How can social networking sites be used to influence the voting intentions of the public?


May 17, 2018

(Psychology)
Until recently, studies on the influence of news media on voter intention have relied on conventional platforms such as television, newspapers, and news websites. The concept of ‘selective exposure’ was coined to refer to the deliberate and voluntary act of choosing what articles to pay attention to, and the subsequent biases that arise in the process (Hart et al., 2009). There is no clear consensus in the literature on which biases are implicated in the automatic deliberative process, and tend to explain the phenomenon in terms of either confirmation bias, or the perceived utility (or usefulness) of the information (Knobloch-Westerwick & Kleinman, 2011). However, some papers have suggested that context may determine which of these arise (Garrett, 2009). Despite the disagreement over which biases are involved, it is clear that selective exposure to media such as television news, is mediated by some degree of anticipated agreement with either the substance or delivery of the content (Iyengar & Hahn, 2009). However, the introduction of online social networking has presented an alternative to conventional media platforms.

Social Networking Sites (SNS) are defined in Boyd and Ellison (2007) as web-based services that allow users to create a publicly visible profile, maintain and illustrate a network of connections with other users, and to facilitate communication within those connections. Since their inception, SNS have evolved beyond a service of communication among peers and have become a mainstream platform of news content, with one early study of Twitter activity noting that over 85% of ‘trending’ or frequently discussed content referred to headline news topics (Kwak, Lee, Park, & Moon, 2010). The presence of both professional and amateur organisations and journalists on SNS fora means that the end user can select the account they wish to follow and have the content delivered to them on their device. The transition of SNS into a news medium has resulted in at least two new challenges to the regular consumer of news: Echo chambers, and misinformation.

The nature of SNS allows the user to select only those accounts that provide content in agreement with their beliefs and values, and political orientation is one factor that appears to influence the terrain of a user’s SNS landscape. This has been described as ‘political homophily’ or the association with others on the basis of shared political ideology (Boutyline & Willer, 2017). For instance, one study was able to measure political homophily on Twitter based on the followers of the accounts of official US political parties and successfully predict the political orientation of those users (Colleoni, Rozza, & Arvidsson, 2014). The capacity for the user of SNS to follow only those accounts that cater to their beliefs and values leads to the ‘echo chamber’ effect due to the fact that they would be “mainly listening to louder echoes of their own voices” (Sunstein, 2007). This effect is limited only to political issues or issues that get discussed from ideological perspectives such as school shootings, as it has been noted that discussion of non-political matters crosses ideological boundaries (Barbera, Jost, Nagler, Tucker, & Bonneau, 2015).

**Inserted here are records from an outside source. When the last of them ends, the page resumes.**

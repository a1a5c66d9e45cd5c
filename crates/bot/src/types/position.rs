use chrono::{DateTime, Utc};
use rust_decimal::Decimal;
use serde::{Deserialize, Serialize};
use std::fmt;

#[derive(Debug, Clone, Copy, PartialEq, Eq, Hash, Serialize, Deserialize)]
#[serde(rename_all = "snake_case")]
pub enum PositionSide {
    Long,
    Short,
}

impl fmt::Display for PositionSide {
    fn fmt(&self, f: &mut fmt::Formatter<'_>) -> fmt::Result {
        f.write_str(match self {
            PositionSide::Long => "long",
            PositionSide::Short => "short",
        })
    }
}

/// One open perpetual position as reported by the trader port.
#[derive(Debug, Clone, Serialize, Deserialize)]
pub struct Position {
    pub symbol: String,
    pub side: PositionSide,
    pub entry_price: f64,
    pub mark_price: f64,
    pub quantity: f64,
    pub leverage: u32,
    /// Unrealized PnL in quote currency.
    pub unrealized_pnl: f64,
    /// Unrealized PnL relative to the margin backing the position, percent.
    pub unrealized_pnl_pct: f64,
    pub open_time: DateTime<Utc>,
    pub stop_loss: Option<f64>,
    pub take_profit: Option<f64>,
    pub liquidation_price: f64,
    pub margin_used: f64,
}

/// Account balances; money ledger fields stay decimal.
#[derive(Debug, Clone, Copy, Serialize, Deserialize)]
pub struct Balance {
    /// Wallet balance, excluding unrealized PnL.
    pub wallet: Decimal,
    pub available: Decimal,
    pub unrealized: Decimal,
}

impl Balance {
    pub fn total_equity(&self) -> Decimal {
        self.wallet + self.unrealized
    }
}

/// Acknowledgement for an accepted order.
#[derive(Debug, Clone, Serialize, Deserialize)]
pub struct OrderAck {
    pub order_id: u64,
    pub symbol: String,
    pub side: PositionSide,
    pub quantity: f64,
    pub price: f64,
}
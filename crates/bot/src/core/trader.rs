//! The trader port: the capability set the pipeline is written against.
//!
//! Two implementations coexist behind this trait: a live exchange adapter
//! (an external collaborator) and the local simulator in `mock_trader`. The
//! pipeline never names an implementation.

use async_trait::async_trait;

use crate::errors::EngineError;
use crate::types::{Balance, OrderAck, Position, PositionSide};

#[async_trait]
pub trait TraderPort: Send + Sync {
    /// Current balances. Implementations may piggyback bookkeeping on this
    /// call (the simulator sweeps stops and take-profits here).
    async fn get_balance(&self) -> Result<Balance, EngineError>;

    async fn get_positions(&self) -> Result<Vec<Position>, EngineError>;

    async fn open_long(
        &self,
        symbol: &str,
        quantity: f64,
        leverage: u32,
    ) -> Result<OrderAck, EngineError>;

    async fn open_short(
        &self,
        symbol: &str,
        quantity: f64,
        leverage: u32,
    ) -> Result<OrderAck, EngineError>;

    /// Close a long; `quantity` of 0 closes the whole position.
    async fn close_long(&self, symbol: &str, quantity: f64) -> Result<OrderAck, EngineError>;

    /// Close a short; `quantity` of 0 closes the whole position.
    async fn close_short(&self, symbol: &str, quantity: f64) -> Result<OrderAck, EngineError>;

    async fn set_leverage(&self, symbol: &str, leverage: u32) -> Result<(), EngineError>;

    async fn set_stop_loss(
        &self,
        symbol: &str,
        side: PositionSide,
        quantity: f64,
        stop_price: f64,
    ) -> Result<(), EngineError>;

    async fn set_take_profit(
        &self,
        symbol: &str,
        side: PositionSide,
        quantity: f64,
        take_profit_price: f64,
    ) -> Result<(), EngineError>;

    async fn cancel_all_orders(&self, symbol: &str) -> Result<(), EngineError>;

    /// Render a quantity at the venue's precision for the symbol.
    async fn format_quantity(&self, symbol: &str, quantity: f64) -> Result<String, EngineError>;

    async fn get_market_price(&self, symbol: &str) -> Result<f64, EngineError>;
}
//! HTTP client for the LLM endpoint.
//!
//! One operation: `call(system_prompt, user_prompt) -> String` against an
//! OpenAI-compatible chat-completions API. Transport failures are retried a
//! bounded number of times with a linear back-off; everything after the raw
//! string — extraction, normalization, validation — belongs to the agents.

use std::time::Duration;

use serde::{Deserialize, Serialize};
use serde_json::json;
use tracing::{debug, warn};

use crate::config::LlmConfig;
use crate::errors::EngineError;

pub struct LlmClient {
    http: reqwest::Client,
    base_url: String,
    api_key: String,
    model: String,
    temperature: f64,
    max_retries: u32,
}

#[derive(Serialize)]
struct ChatMessage<'a> {
    role: &'a str,
    content: &'a str,
}

#[derive(Deserialize)]
struct ChatResponse {
    choices: Vec<ChatChoice>,
}

#[derive(Deserialize)]
struct ChatChoice {
    message: ChatResponseMessage,
}

#[derive(Deserialize)]
struct ChatResponseMessage {
    content: String,
}

impl LlmClient {
    pub fn new(config: &LlmConfig) -> Result<Self, EngineError> {
        let http = reqwest::Client::builder()
            .timeout(Duration::from_secs(config.timeout_seconds))
            .build()?;

        Ok(Self {
            http,
            base_url: config.base_url.trim_end_matches('/').to_string(),
            api_key: config.api_key.clone(),
            model: config.model.clone(),
            temperature: config.temperature,
            max_retries: config.max_retries.max(1),
        })
    }

    /// One model invocation. Retries transport-level failures with a linear
    /// back-off of 1 s × attempt.
    pub async fn call(&self, system_prompt: &str, user_prompt: &str) -> Result<String, EngineError> {
        let mut last_error = String::new();

        for attempt in 1..=self.max_retries {
            match self.try_call(system_prompt, user_prompt).await {
                Ok(content) => return Ok(content),
                Err(e) => {
                    last_error = e.to_string();
                    if attempt < self.max_retries {
                        warn!(attempt, error = %last_error, "llm call failed, retrying");
                        tokio::time::sleep(Duration::from_secs(attempt as u64)).await;
                    }
                }
            }
        }

        Err(EngineError::LlmUnavailable { reason: last_error })
    }

    async fn try_call(&self, system_prompt: &str, user_prompt: &str) -> Result<String, EngineError> {
        let mut messages = Vec::with_capacity(2);
        if !system_prompt.is_empty() {
            messages.push(ChatMessage {
                role: "system",
                content: system_prompt,
            });
        }
        messages.push(ChatMessage {
            role: "user",
            content: user_prompt,
        });

        let body = json!({
            "model": self.model,
            "messages": messages,
            "temperature": self.temperature,
        });

        let response = self
            .http
            .post(format!("{}/chat/completions", self.base_url))
            .bearer_auth(&self.api_key)
            .json(&body)
            .send()
            .await?;

        let status = response.status();
        if !status.is_success() {
            let body = response.text().await.unwrap_or_default();
            return Err(EngineError::Exchange {
                status: status.as_u16(),
                body,
            });
        }

        let parsed: ChatResponse = response.json().await?;
        let content = parsed
            .choices
            .into_iter()
            .next()
            .map(|c| c.message.content)
            .ok_or_else(|| EngineError::LlmUnavailable {
                reason: "response carried no choices".into(),
            })?;

        debug!(chars = content.len(), "llm response received");
        Ok(content)
    }
}

/// Extract the first JSON object from a model response.
///
/// Tolerates code-fence decoration and leading prose: finds the first `{`
/// and matches braces with a depth counter.
pub fn extract_json(response: &str) -> Option<&str> {
    let bytes = response.as_bytes();
    let start = response.find('{')?;

    let mut depth = 0usize;
    let mut in_string = false;
    let mut escaped = false;

    for (i, &b) in bytes.iter().enumerate().skip(start) {
        if in_string {
            if escaped {
                escaped = false;
            } else if b == b'\\' {
                escaped = true;
            } else if b == b'"' {
                in_string = false;
            }
            continue;
        }
        match b {
            b'"' => in_string = true,
            b'{' => depth += 1,
            b'}' => {
                depth -= 1;
                if depth == 0 {
                    return Some(&response[start..=i]);
                }
            }
            _ => {}
        }
    }
    None
}
#[cfg(test)]
mod tests {
    use super::*;
    use crate::types::{IntradaySeries, LongerTermContext, OpenInterest};
    use chrono::Utc;

    fn base_data(symbol: &str) -> MarketData {
        MarketData {
            symbol: symbol.into(),
            current_price: 100.0,
            price_change_15m: 0.0,
            price_change_30m: 0.0,
            price_change_1h: 0.0,
            price_change_4h: 0.0,
            price_change_24h: 0.0,
            ema20: 100.0,
            macd: 0.0,
            macd_signal: 0.0,
            rsi7: 50.0,
            rsi14: 50.0,
            open_interest: OpenInterest { latest: 1_000_000.0 },
            funding_rate: 0.0,
            intraday: IntradaySeries::default(),
            longer_term: LongerTermContext::default(),
            fetched_at: Utc::now(),
        }
    }

    fn a2_regime() -> RegimeResult {
        RegimeResult {
            regime: Regime::A2,
            atr_pct: 1.04,
            confidence: 95,
            strategy: Regime::A2.strategy(),
            reasoning: String::new(),
            price: 110_540.0,
            ema50: 110_821.0,
            ema200: 113_297.0,
            atr14: 1_150.0,
        }
    }

    fn regime_of(regime: Regime) -> RegimeResult {
        RegimeResult {
            regime,
            atr_pct: 2.0,
            confidence: 90,
            strategy: regime.strategy(),
            reasoning: String::new(),
            price: 100.0,
            ema50: 100.0,
            ema200: 100.0,
            atr14: 2.0,
        }
    }

    /// An A2 short where the rebound touched the 4h band and price has
    /// confirmed back below the short EMA20.
    fn confirmed_pullback_data() -> MarketData {
        let mut data = base_data("OPUSDT");
        data.ema20 = 100.0;
        data.current_price = 99.0;
        data.macd = -0.5;
        data.rsi7 = 58.0;
        data.funding_rate = 0.0002; // 0.02%

        data.longer_term = LongerTermContext {
            ema20: 104.0,
            ema50: 106.0,
            ema200: 112.0,
            atr3: 1.5,
            atr14: 2.0,
            current_volume: 450.0,
            average_volume: 1_000.0, // -55%: dried-up rebound
            macd_series: vec![],
            rsi14_series: vec![],
        };

        // 60 intraday bars: drift, a rebound peaking at 106, then 20
        // confirmation closes at 99.
        let mut mids = vec![101.0; 30];
        mids.extend([103.0, 105.0, 106.0, 105.5, 104.0, 102.0, 101.0, 100.5, 99.4, 99.2]);
        mids.extend(vec![99.0; 20]);
        assert_eq!(mids.len(), 60);

        // RSI7: climbs through the rebound, peaks at 78 on the bar before the
        // confirmation window (20 bars back, right at the recency bound), and
        // cools below 65 since.
        let mut rsi = vec![55.0; 30];
        rsi.extend([60.0, 64.0, 68.0, 70.0, 72.0, 74.0, 75.0, 76.0, 77.0, 78.0]);
        rsi.extend([74.0, 70.0, 66.0, 63.0, 61.0, 60.0, 59.0, 58.5, 58.0, 58.0]);
        rsi.extend(vec![58.0; 10]);

        data.intraday = IntradaySeries {
            mid_prices: mids,
            ema20: vec![100.0; 60],
            macd: vec![-0.5; 60],
            rsi7: rsi,
            rsi14: vec![55.0; 60],
        };
        data
    }

    #[test]
    fn scenario_table() {
        assert_eq!(scenario_for(Regime::A1, SignalDirection::Long), Scenario::Breakout);
        assert_eq!(scenario_for(Regime::A1, SignalDirection::Short), Scenario::Countertrend);
        assert_eq!(scenario_for(Regime::A2, SignalDirection::Short), Scenario::Pullback);
        assert_eq!(scenario_for(Regime::A2, SignalDirection::Long), Scenario::Countertrend);
        assert_eq!(scenario_for(Regime::B, SignalDirection::Long), Scenario::Range);
        assert_eq!(scenario_for(Regime::C, SignalDirection::Short), Scenario::Trend);
    }

    #[test]
    fn score_recomputation() {
        let regime = a2_regime();
        // 3 dims + primary-side bonus: 60 + 30 + 20, clamped to 100.
        assert_eq!(calculate_score(3, SignalDirection::Short, &regime), 100);
        assert_eq!(calculate_score(1, SignalDirection::Short, &regime), 90);
        // No bonus off the primary side.
        assert_eq!(calculate_score(2, SignalDirection::Long, &regime), 80);
        assert_eq!(tier_for_score(100), SignalTier::High);
        assert_eq!(tier_for_score(80), SignalTier::Medium);
        assert_eq!(tier_for_score(70), SignalTier::Low);
    }

    #[test]
    fn unconfirmed_pullback_is_rejected() {
        // Same setup but price still riding above the short EMA20: the
        // rebound has not failed yet, shorting here would be front-running.
        let mut data = confirmed_pullback_data();
        data.current_price = 101.0;
        let last = data.intraday.mid_prices.len() - 1;
        data.intraday.mid_prices[last] = 101.0;

        let audit = audit_signals(&data, &a2_regime(), SignalDirection::Short);
        assert_eq!(audit.scenario, Scenario::Pullback);
        assert!(!audit.pullback_confirmed);
        // Only the regime-match dimension counts.
        assert_eq!(audit.dimensions, 1);
    }

    #[test]
    fn confirmed_pullback_accepts_with_enough_dimensions() {
        let data = confirmed_pullback_data();
        let audit = audit_signals(&data, &a2_regime(), SignalDirection::Short);
        assert_eq!(audit.scenario, Scenario::Pullback);
        assert!(audit.pullback_confirmed);
        // regime + (momentum+position) + volume shrink + funding.
        assert!(audit.dimensions >= 3, "got {} dimensions", audit.dimensions);
        assert_eq!(audit.dimensions, 5);
    }

    #[test]
    fn pullback_without_band_touch_fails_position_leg() {
        let mut data = confirmed_pullback_data();
        // Flatten the rebound: never reaches the 4h band at 105.
        for p in data.intraday.mid_prices.iter_mut() {
            if *p > 101.0 {
                *p = 101.0;
            }
        }
        let audit = audit_signals(&data, &a2_regime(), SignalDirection::Short);
        assert!(!audit.pullback_confirmed);
    }

    #[test]
    fn countertrend_long_needs_deep_oversold() {
        let mut data = base_data("SOLUSDT");
        data.rsi7 = 24.0;
        data.funding_rate = -0.0002;
        data.longer_term.current_volume = 1_500.0;
        data.longer_term.average_volume = 1_000.0; // +50%

        let audit = audit_signals(&data, &a2_regime(), SignalDirection::Long);
        assert_eq!(audit.scenario, Scenario::Countertrend);
        assert_eq!(audit.dimensions, 4); // 2 (oversold) + funding + volume

        data.rsi7 = 40.0;
        let audit = audit_signals(&data, &a2_regime(), SignalDirection::Long);
        assert_eq!(audit.dimensions, 2); // funding + volume only
    }

    #[test]
    fn countertrend_short_in_uptrend_is_rejected() {
        let mut data = base_data("SOLUSDT");
        data.macd = -1.0;
        data.funding_rate = 0.0005;
        let audit = audit_signals(&data, &regime_of(Regime::A1), SignalDirection::Short);
        assert_eq!(audit.dimensions, 0);
    }

    #[test]
    fn range_long_counts_flat_dimensions() {
        let mut data = base_data("ETHUSDT");
        data.macd = 0.8;
        data.ema20 = 100.0;
        data.current_price = 100.2; // holding the EMA from above
        data.funding_rate = -0.0001;
        data.longer_term.current_volume = 1_300.0;
        data.longer_term.average_volume = 1_000.0; // +30%

        let audit = audit_signals(&data, &regime_of(Regime::B), SignalDirection::Long);
        assert_eq!(audit.scenario, Scenario::Range);
        // regime + momentum + position + volume + funding.
        assert_eq!(audit.dimensions, 5);
    }

    #[test]
    fn direction_parsing_folds_case() {
        assert_eq!(parse_direction("LONG"), Some(SignalDirection::Long));
        assert_eq!(parse_direction(" short "), Some(SignalDirection::Short));
        assert_eq!(parse_direction("flat"), None);
        // Idempotent through the enum's own serialization.
        let v = serde_json::to_string(&SignalDirection::Short).unwrap();
        assert_eq!(parse_direction(v.trim_matches('"')), Some(SignalDirection::Short));
    }
}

People who are incubated in an echo chamber have been the unwitting subjects of targeted political marketing campaigns. This is because the SNS profile of a user can be used as a valuable source of accurate data. For instance, Youyou, Kosinski, and Stillwell (2015) was able to extract users Facebook data to provide a more accurate judgement of a user’s personality than that users own peers.  The online presence of a large section of the voting public has resulted in SNS being used as a major campaign tool. In the 2016 US Presidential election a marketing firm, Cambridge Analytica, used SNS-generated data to create specific voter-targeting models to appeal to 13.5 million potential Donald Trump voters that were yet to be reached by conventional means (Persily, 2017). The method that Cambridge Analytica used was to feed information that appealed to the existing intuition of the voters and “…give it a little push…” by selectively presenting advertisements on SNS that had the visual format of a news article (Channel 4, 2018). Where previously, the consumer of news media selectively exposed themselves to material predicted to be agreeable, Cambridge Analytica selectively exposed millions of SNS users to material that had been carefully formulated to be agreeable to the targeted SNS user. Thus taking the choice of exposure away from the consumer.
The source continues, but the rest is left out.